Échanges avec le public 

À la fin du webinaire, le public a eu l’opportunité de poser des questions aux intervenantes. Ces dernières ont d’abord été interrogées sur les arguments utilisés par les plateformes pour nier leur responsabilité dans la diffusion de la haine en ligne. Madame Soizic Pénicaud a avancé que les plateformes ont de plus en plus de difficultés à échapper à leurs obligations, notamment en raison du DSA (Digital Services Act, ou Règlement pour les services numériques) qui encadre leurs activités au niveau européen. Elle a aussi assuré qu’il faudra évaluer l’efficacité de ce règlement sur le long-terme et que, pour l’instant, les très grandes plateformes en ligne n’ont pas radicalement modifié leurs politiques de modération. Une autre question a porté sur l’article 40 du DSA, lequel permet aux chercheurs d’accéder aux données des plateformes. Madame Buse Raziye Çetin a noté qu’AI Forensics est surtout concerné par le paragraphe 12 de cet article qui donne aux chercheurs un accès aux données publiquement disponibles. En effet, les équipes d’AI Forensics ont pour habitude de récupérer les données directement en faisant du data scraping, ainsi cette disposition pourrait faciliter leur travail. Ensuite, Madame Soizic Pénicaud a partagé ses questionnements sur la capacité d’action des acteurs de la société civile dans le cadre de l’article 40 du DSA et sur la possibilité pour ces acteurs d’exploiter les données afin de mettre les plateformes face à leurs responsabilités. 

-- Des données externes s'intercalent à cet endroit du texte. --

use chrono::{DateTime, Utc};
use sqlx::Row;

use despacho_core::domain::operation::{
    InspectionType, Operation, OperationId, StatusHistoryEntry,
};
use despacho_core::lifecycle::catalog::OperationStatus;

use super::{OperationRepository, RepositoryError};
use crate::DbPool;

pub struct SqlOperationRepository {
    pool: DbPool,
}

impl SqlOperationRepository {
    pub fn new(pool: DbPool) -> Self {
        Self { pool }
    }
}

fn parse_timestamp(raw: &str) -> Result<DateTime<Utc>, RepositoryError> {
    DateTime::parse_from_rfc3339(raw)
        .map(|timestamp| timestamp.with_timezone(&Utc))
        .map_err(|error| RepositoryError::Decode(format!("bad timestamp `{raw}`: {error}")))
}

fn parse_status(raw: &str) -> Result<OperationStatus, RepositoryError> {
    OperationStatus::parse(raw)
        .ok_or_else(|| RepositoryError::Decode(format!("unknown operation status `{raw}`")))
}

fn row_to_operation(row: &sqlx::sqlite::SqliteRow) -> Result<Operation, RepositoryError> {
    let id: String = row.try_get("id").map_err(|e| RepositoryError::Decode(e.to_string()))?;
    let reference: String =
        row.try_get("reference").map_err(|e| RepositoryError::Decode(e.to_string()))?;
    let client_name: String =
        row.try_get("client_name").map_err(|e| RepositoryError::Decode(e.to_string()))?;
    let status_str: String =
        row.try_get("status").map_err(|e| RepositoryError::Decode(e.to_string()))?;
    let inspection_str: Option<String> =
        row.try_get("inspection_type").map_err(|e| RepositoryError::Decode(e.to_string()))?;
    let version: i64 =
        row.try_get("version").map_err(|e| RepositoryError::Decode(e.to_string()))?;
    let created_at_str: String =
        row.try_get("created_at").map_err(|e| RepositoryError::Decode(e.to_string()))?;
    let updated_at_str: String =
        row.try_get("updated_at").map_err(|e| RepositoryError::Decode(e.to_string()))?;

    let inspection_type = match inspection_str {
        Some(raw) => Some(InspectionType::parse(&raw).ok_or_else(|| {
            RepositoryError::Decode(format!("unknown inspection type `{raw}`"))
        })?),
        None => None,
    };

    Ok(Operation {
        id: OperationId(id),
        reference,
        client_name,
        status: parse_status(&status_str)?,
        inspection_type,
        version: version as u32,
        created_at: parse_timestamp(&created_at_str)?,
        updated_at: parse_timestamp(&updated_at_str)?,
    })
}

fn row_to_history_entry(
    row: &sqlx::sqlite::SqliteRow,
) -> Result<StatusHistoryEntry, RepositoryError> {
    let operation_id: String =
        row.try_get("operation_id").map_err(|e| RepositoryError::Decode(e.to_string()))?;
    let previous_str: String =
        row.try_get("previous_status").map_err(|e| RepositoryError::Decode(e.to_string()))?;
    let new_str: String =
        row.try_get("new_status").map_err(|e| RepositoryError::Decode(e.to_string()))?;
    let actor: String =
        row.try_get("actor").map_err(|e| RepositoryError::Decode(e.to_string()))?;
    let comment: Option<String> =
        row.try_get("comment").map_err(|e| RepositoryError::Decode(e.to_string()))?;
    let source_ip: Option<String> =
        row.try_get("source_ip").map_err(|e| RepositoryError::Decode(e.to_string()))?;
    let occurred_at_str: String =
        row.try_get("occurred_at").map_err(|e| RepositoryError::Decode(e.to_string()))?;

    Ok(StatusHistoryEntry {
        operation_id: OperationId(operation_id),
        previous_status: parse_status(&previous_str)?,
        new_status: parse_status(&new_str)?,
        actor,
        comment,
        source_ip,
        occurred_at: parse_timestamp(&occurred_at_str)?,
    })
}

#[async_trait::async_trait]
impl OperationRepository for SqlOperationRepository {
    async fn find_by_id(&self, id: &OperationId) -> Result<Option<Operation>, RepositoryError> {
        let row = sqlx::query(
            "SELECT id, reference, client_name, status, inspection_type, version,
                    created_at, updated_at
             FROM operation WHERE id = ?",
        )
        .bind(&id.0)
        .fetch_optional(&self.pool)
        .await?;

        match row {
            Some(ref r) => Ok(Some(row_to_operation(r)?)),
            None => Ok(None),
        }
    }

    async fn create(&self, operation: Operation) -> Result<(), RepositoryError> {
        sqlx::query(
            "INSERT INTO operation (id, reference, client_name, status, inspection_type,
                                    version, created_at, updated_at)
             VALUES (?, ?, ?, ?, ?, ?, ?, ?)",
        )
        .bind(&operation.id.0)
        .bind(&operation.reference)
        .bind(&operation.client_name)
        .bind(operation.status.as_str())
        .bind(operation.inspection_type.map(|inspection| inspection.as_str()))
        .bind(operation.version as i64)
        .bind(operation.created_at.to_rfc3339())
        .bind(operation.updated_at.to_rfc3339())
        .execute(&self.pool)
        .await?;

        Ok(())
    }

    async fn update_with_version(
        &self,
        operation: Operation,
        expected_version: u32,
    ) -> Result<Operation, RepositoryError> {
        let mut committed = operation;
        committed.version = expected_version + 1;

        let result = sqlx::query(
            "UPDATE operation
             SET reference = ?, client_name = ?, status = ?, inspection_type = ?,
                 version = ?, updated_at = ?
             WHERE id = ? AND version = ?",
        )
        .bind(&committed.reference)
        .bind(&committed.client_name)
        .bind(committed.status.as_str())
        .bind(committed.inspection_type.map(|inspection| inspection.as_str()))
        .bind(committed.version as i64)
        .bind(committed.updated_at.to_rfc3339())
        .bind(&committed.id.0)
        .bind(expected_version as i64)
        .execute(&self.pool)
        .await?;

        if result.rows_affected() == 0 {
            return Err(RepositoryError::VersionConflict(committed.id));
        }

        Ok(committed)
    }

    async fn append_history(&self, entry: StatusHistoryEntry) -> Result<(), RepositoryError> {
        sqlx::query(
            "INSERT INTO operation_status_history
                 (operation_id, previous_status, new_status, actor, comment, source_ip, occurred_at)
             VALUES (?, ?, ?, ?, ?, ?, ?)",
        )
        .bind(&entry.operation_id.0)
        .bind(entry.previous_status.as_str())
        .bind(entry.new_status.as_str())
        .bind(&entry.actor)
        .bind(&entry.comment)
        .bind(&entry.source_ip)
        .bind(entry.occurred_at.to_rfc3339())
        .execute(&self.pool)
        .await?;

        Ok(())
    }

    async fn list_history(
        &self,
        operation_id: &OperationId,
    ) -> Result<Vec<StatusHistoryEntry>, RepositoryError> {
        let rows: Vec<sqlx::sqlite::SqliteRow> = sqlx::query(
            "SELECT operation_id, previous_status, new_status, actor, comment, source_ip, occurred_at
             FROM operation_status_history
             WHERE operation_id = ?
             ORDER BY id ASC",
        )
        .bind(&operation_id.0)
        .fetch_all(&self.pool)
        .await?;

        rows.iter().map(row_to_history_entry).collect::<Result<Vec<_>, _>>()
    }
}

#[cfg(test)]
mod tests {
    use chrono::Utc;

    use despacho_core::domain::operation::{
        InspectionType, Operation, OperationId, StatusHistoryEntry,
    };
    use despacho_core::lifecycle::catalog::OperationStatus;
    use despacho_core::lifecycle::history::replay;

    use super::SqlOperationRepository;
    use crate::repositories::{OperationRepository, RepositoryError};
    use crate::{connect_with_settings, migrations};

    async fn setup() -> sqlx::SqlitePool {
        let pool = connect_with_settings("sqlite::memory:", 1, 30).await.expect("connect");
        migrations::run_pending(&pool).await.expect("migrations");
        pool
    }

    fn sample_operation(id: &str) -> Operation {
        let now = Utc::now();
        Operation {
            id: OperationId(id.to_string()),
            reference: "IMP-2026-0001".to_string(),
            client_name: "Acme Importers".to_string(),
            status: OperationStatus::Draft,
            inspection_type: Some(InspectionType::Visual),
            version: 1,
            created_at: now,
            updated_at: now,
        }
    }

    #[tokio::test]
    async fn create_and_find_round_trip() {
        let pool = setup().await;
        let repo = SqlOperationRepository::new(pool);
        let operation = sample_operation("OP-1");

        repo.create(operation.clone()).await.expect("create");
        let found =
            repo.find_by_id(&operation.id).await.expect("find").expect("operation exists");

        assert_eq!(found.id, operation.id);
        assert_eq!(found.status, OperationStatus::Draft);
        assert_eq!(found.inspection_type, Some(InspectionType::Visual));
        assert_eq!(found.version, 1);
    }

    #[tokio::test]
    async fn update_with_matching_version_bumps_the_token() {
        let pool = setup().await;
        let repo = SqlOperationRepository::new(pool);
        let operation = sample_operation("OP-1");
        repo.create(operation.clone()).await.expect("create");

        let mut changed = operation.clone();
        changed.status = OperationStatus::DocumentationComplete;
        let committed =
            repo.update_with_version(changed, 1).await.expect("version 1 should commit");

        assert_eq!(committed.version, 2);
        let found =
            repo.find_by_id(&operation.id).await.expect("find").expect("operation exists");
        assert_eq!(found.status, OperationStatus::DocumentationComplete);
        assert_eq!(found.version, 2);
    }

    #[tokio::test]
    async fn update_with_stale_version_is_a_conflict() {
        let pool = setup().await;
        let repo = SqlOperationRepository::new(pool);
        let operation = sample_operation("OP-1");
        repo.create(operation.clone()).await.expect("create");

        let mut first = operation.clone();
        first.status = OperationStatus::DocumentationComplete;
        repo.update_with_version(first, 1).await.expect("first writer commits");

        let mut second = operation.clone();
        second.status = OperationStatus::Cancelled;
        let error = repo
            .update_with_version(second, 1)
            .await
            .expect_err("stale version must conflict");

        assert!(matches!(error, RepositoryError::VersionConflict(_)));
    }

    #[tokio::test]
    async fn history_appends_in_order_and_replays() {
        let pool = setup().await;
        let repo = SqlOperationRepository::new(pool);
        let operation = sample_operation("OP-1");
        repo.create(operation.clone()).await.expect("create");

        let steps = [
            (OperationStatus::Draft, OperationStatus::DocumentationComplete),
            (OperationStatus::DocumentationComplete, OperationStatus::InReview),
            (OperationStatus::InReview, OperationStatus::PendingCorrection),
        ];
        for (previous, new) in steps {
            repo.append_history(StatusHistoryEntry {
                operation_id: operation.id.clone(),
                previous_status: previous,
                new_status: new,
                actor: "broker-1".to_string(),
                comment: None,
                source_ip: Some("10.1.2.3".to_string()),
                occurred_at: Utc::now(),
            })
            .await
            .expect("append history");
        }

        let history = repo.list_history(&operation.id).await.expect("list history");
        assert_eq!(history.len(), 3);
        assert_eq!(history[0].previous_status, OperationStatus::Draft);
        assert_eq!(history[2].new_status, OperationStatus::PendingCorrection);
        assert_eq!(replay(&history), Ok(OperationStatus::PendingCorrection));
    }
}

Pour conclure, Madame Soizic Pénicaud a affirmé qu’il est crucial d’envisager des modèles alternatifs aux grandes plateformes actuelles dans lesquels toutes les fonctionnalités ne seraient plus contrôlées par une entité. C’est par exemple le cas des systèmes de recommandation communautaires paramétrables par les utilisateurs. Madame Buse Raziye Çetin a, quant à elle, souligné le rôle essentiel de la société civile qui sensibilise la population aux enjeux liés aux plateformes tout en formulant des recommandations pour les législateurs reposant sur cette expérience.